> TO DO
Using the data that follows, return exactly the lines from the one that contains "the CBC workflow." through the one that contains "guarantees; it should", ends included.

> SOURCE DATA
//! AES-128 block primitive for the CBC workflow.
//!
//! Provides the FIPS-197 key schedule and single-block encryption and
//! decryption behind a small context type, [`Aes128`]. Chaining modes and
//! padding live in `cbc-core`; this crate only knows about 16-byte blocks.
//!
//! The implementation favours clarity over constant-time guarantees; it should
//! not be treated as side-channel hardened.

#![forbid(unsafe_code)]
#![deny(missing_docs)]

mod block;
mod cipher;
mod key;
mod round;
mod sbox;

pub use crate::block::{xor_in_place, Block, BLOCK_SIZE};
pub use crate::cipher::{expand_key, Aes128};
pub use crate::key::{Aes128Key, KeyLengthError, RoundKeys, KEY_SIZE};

==

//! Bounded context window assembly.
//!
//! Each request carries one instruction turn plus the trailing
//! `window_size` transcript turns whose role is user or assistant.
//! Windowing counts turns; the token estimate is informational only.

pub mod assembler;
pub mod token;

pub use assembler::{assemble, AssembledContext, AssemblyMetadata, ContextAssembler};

> RESPONSE
//! AES-128 block primitive for the CBC workflow.
//!
//! Provides the FIPS-197 key schedule and single-block encryption and
//! decryption behind a small context type, [`Aes128`]. Chaining modes and
//! padding live in `cbc-core`; this crate only knows about 16-byte blocks.
//!
//! The implementation favours clarity over constant-time guarantees; it should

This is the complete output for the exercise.